Requirement:
The expected output is each line below containing "VecDeque", copied in full.

[Dataset items]
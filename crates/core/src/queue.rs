//! Concurrent hand-off queue for annotated samples.
//!
//! Decouples the demux/inference side from the render side: the producer
//! pushes finished [`Sample`]s, the consumer peeks and pops on its render
//! tick. Backed by a mutex-guarded deque with a condvar so a consumer can
//! wait for data with a bounded timeout instead of spinning.
//!
//! The queue owns every sample it holds: pushed samples belong to the queue
//! until popped, and closing the queue discards whatever is left.

use std::collections::VecDeque;
use std::sync::atomic::{AtomicBool, Ordering};
use std::time::Duration;

use parking_lot::{Condvar, Mutex};

use crate::sample::Sample;

/// FIFO of annotated samples shared between one producer and one consumer.
pub struct SampleQueue {
    samples: Mutex<VecDeque<Sample>>,
    available: Condvar,
    eos: AtomicBool,
    closed: AtomicBool,
}

impl SampleQueue {
    pub fn new() -> Self {
        Self {
            samples: Mutex::new(VecDeque::new()),
            available: Condvar::new(),
            eos: AtomicBool::new(false),
            closed: AtomicBool::new(false),
        }
    }

    /// Append a sample. Returns false when the queue is closed, in which
    /// case the sample is dropped.
    pub fn push(&self, sample: Sample) -> bool {
        let mut samples = self.samples.lock();
        if self.closed.load(Ordering::Acquire) {
            return false;
        }
        samples.push_back(sample);
        self.available.notify_one();
        true
    }

    /// Take the oldest sample, if any.
    pub fn pop(&self) -> Option<Sample> {
        self.samples.lock().pop_front()
    }

    /// Take the oldest sample, waiting up to `timeout` for one to arrive.
    ///
    /// Returns immediately with `None` when the queue is empty and either
    /// end-of-stream is marked or the queue is closed.
    pub fn pop_timeout(&self, timeout: Duration) -> Option<Sample> {
        let mut samples = self.samples.lock();
        if samples.is_empty() {
            if self.eos.load(Ordering::Acquire) || self.closed.load(Ordering::Acquire) {
                return None;
            }
            let result = self.available.wait_for(&mut samples, timeout);
            if result.timed_out() && samples.is_empty() {
                return None;
            }
        }
        samples.pop_front()
    }

    /// Presentation timestamp of the oldest sample without removing it.
    pub fn peek_pts(&self) -> Option<i64> {
        self.samples.lock().front().map(|s| s.pts_us())
    }

    pub fn len(&self) -> usize {
        self.samples.lock().len()
    }

    pub fn is_empty(&self) -> bool {
        self.len() == 0
    }

    /// Mark that no further samples will arrive. Wakes blocked consumers.
    pub fn mark_eos(&self) {
        // Flag flips under the lock so a consumer between its empty check
        // and its wait cannot miss the wakeup.
        let _samples = self.samples.lock();
        self.eos.store(true, Ordering::Release);
        self.available.notify_all();
    }

    /// Whether end-of-stream has been marked.
    pub fn is_eos(&self) -> bool {
        self.eos.load(Ordering::Acquire)
    }

    /// Close the queue: discard buffered samples, refuse further pushes, and
    /// wake every waiter. Returns how many samples were discarded.
    pub fn close(&self) -> usize {
        let discarded = {
            let mut samples = self.samples.lock();
            self.closed.store(true, Ordering::Release);
            let n = samples.len();
            samples.clear();
            n
        };
        self.available.notify_all();
        if discarded > 0 {
            tracing::debug!(discarded, "sample queue closed");
        }
        discarded
    }

    /// Whether the queue has been closed.
    pub fn is_closed(&self) -> bool {
        self.closed.load(Ordering::Acquire)
    }
}

impl Default for SampleQueue {
    fn default() -> Self {
        Self::new()
    }
}

#[cfg(test)]
mod tests {
    use super::*;
    use crate::sample::AccessUnit;
    use std::sync::Arc;
    use std::thread;
    use std::time::Instant;

    fn make_sample(pts_us: i64) -> Sample {
        Sample::pending(AccessUnit::new(pts_us, vec![0u8; 2]))
    }

    #[test]
    fn fifo_order() {
        let q = SampleQueue::new();
        for pts in [0, 100, 200] {
            assert!(q.push(make_sample(pts)));
        }
        assert_eq!(q.len(), 3);
        assert_eq!(q.pop().map(|s| s.pts_us()), Some(0));
        assert_eq!(q.pop().map(|s| s.pts_us()), Some(100));
        assert_eq!(q.pop().map(|s| s.pts_us()), Some(200));
        assert_eq!(q.pop().map(|s| s.pts_us()), None);
    }

    #[test]
    fn peek_does_not_remove() {
        let q = SampleQueue::new();
        q.push(make_sample(42));
        assert_eq!(q.peek_pts(), Some(42));
        assert_eq!(q.peek_pts(), Some(42));
        assert_eq!(q.len(), 1);
    }

    #[test]
    fn pop_timeout_waits_then_gives_up() {
        let q = SampleQueue::new();
        let start = Instant::now();
        assert!(q.pop_timeout(Duration::from_millis(20)).is_none());
        assert!(start.elapsed() >= Duration::from_millis(15));
    }

    #[test]
    fn pop_timeout_woken_by_push() {
        let q = Arc::new(SampleQueue::new());
        let producer = {
            let q = q.clone();
            thread::spawn(move || {
                thread::sleep(Duration::from_millis(20));
                q.push(make_sample(7));
            })
        };
        let sample = q.pop_timeout(Duration::from_secs(2));
        assert_eq!(sample.map(|s| s.pts_us()), Some(7));
        producer.join().unwrap();
    }

    #[test]
    fn eos_returns_none_without_waiting() {
        let q = SampleQueue::new();
        q.mark_eos();
        let start = Instant::now();
        assert!(q.pop_timeout(Duration::from_secs(5)).is_none());
        assert!(start.elapsed() < Duration::from_secs(1));
    }

    #[test]
    fn eos_drains_remaining_samples_first() {
        let q = SampleQueue::new();
        q.push(make_sample(1));
        q.mark_eos();
        assert!(q.is_eos());
        assert_eq!(q.pop_timeout(Duration::from_millis(10)).map(|s| s.pts_us()), Some(1));
        assert!(q.pop_timeout(Duration::from_millis(10)).is_none());
    }

    #[test]
    fn close_discards_and_refuses() {
        let q = SampleQueue::new();
        q.push(make_sample(1));
        q.push(make_sample(2));
        assert_eq!(q.close(), 2);
        assert!(q.is_closed());
        assert!(q.is_empty());
        assert!(!q.push(make_sample(3)), "push after close must be refused");
        assert_eq!(q.close(), 0, "second close discards nothing");
    }

    #[test]
    fn close_wakes_blocked_consumer() {
        let q = Arc::new(SampleQueue::new());
        let consumer = {
            let q = q.clone();
            thread::spawn(move || q.pop_timeout(Duration::from_secs(10)))
        };
        thread::sleep(Duration::from_millis(20));
        q.close();
        let start = Instant::now();
        assert!(consumer.join().unwrap().is_none());
        assert!(start.elapsed() < Duration::from_secs(1), "close must wake the waiter");
    }

    #[test]
    fn threaded_transfer_preserves_order() {
        let q = Arc::new(SampleQueue::new());
        let producer = {
            let q = q.clone();
            thread::spawn(move || {
                for pts in 0..200 {
                    assert!(q.push(make_sample(pts)));
                    if pts % 50 == 0 {
                        thread::sleep(Duration::from_millis(1));
                    }
                }
                q.mark_eos();
            })
        };

        let mut received = Vec::new();
        while let Some(sample) = q.pop_timeout(Duration::from_secs(2)) {
            received.push(sample.pts_us());
        }
        producer.join().unwrap();

        assert_eq!(received.len(), 200);
        assert!(received.windows(2).all(|w| w[0] < w[1]), "order must hold");
    }
}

Exercise solution:
use std::collections::VecDeque;
    samples: Mutex<VecDeque<Sample>>,
            samples: Mutex::new(VecDeque::new()),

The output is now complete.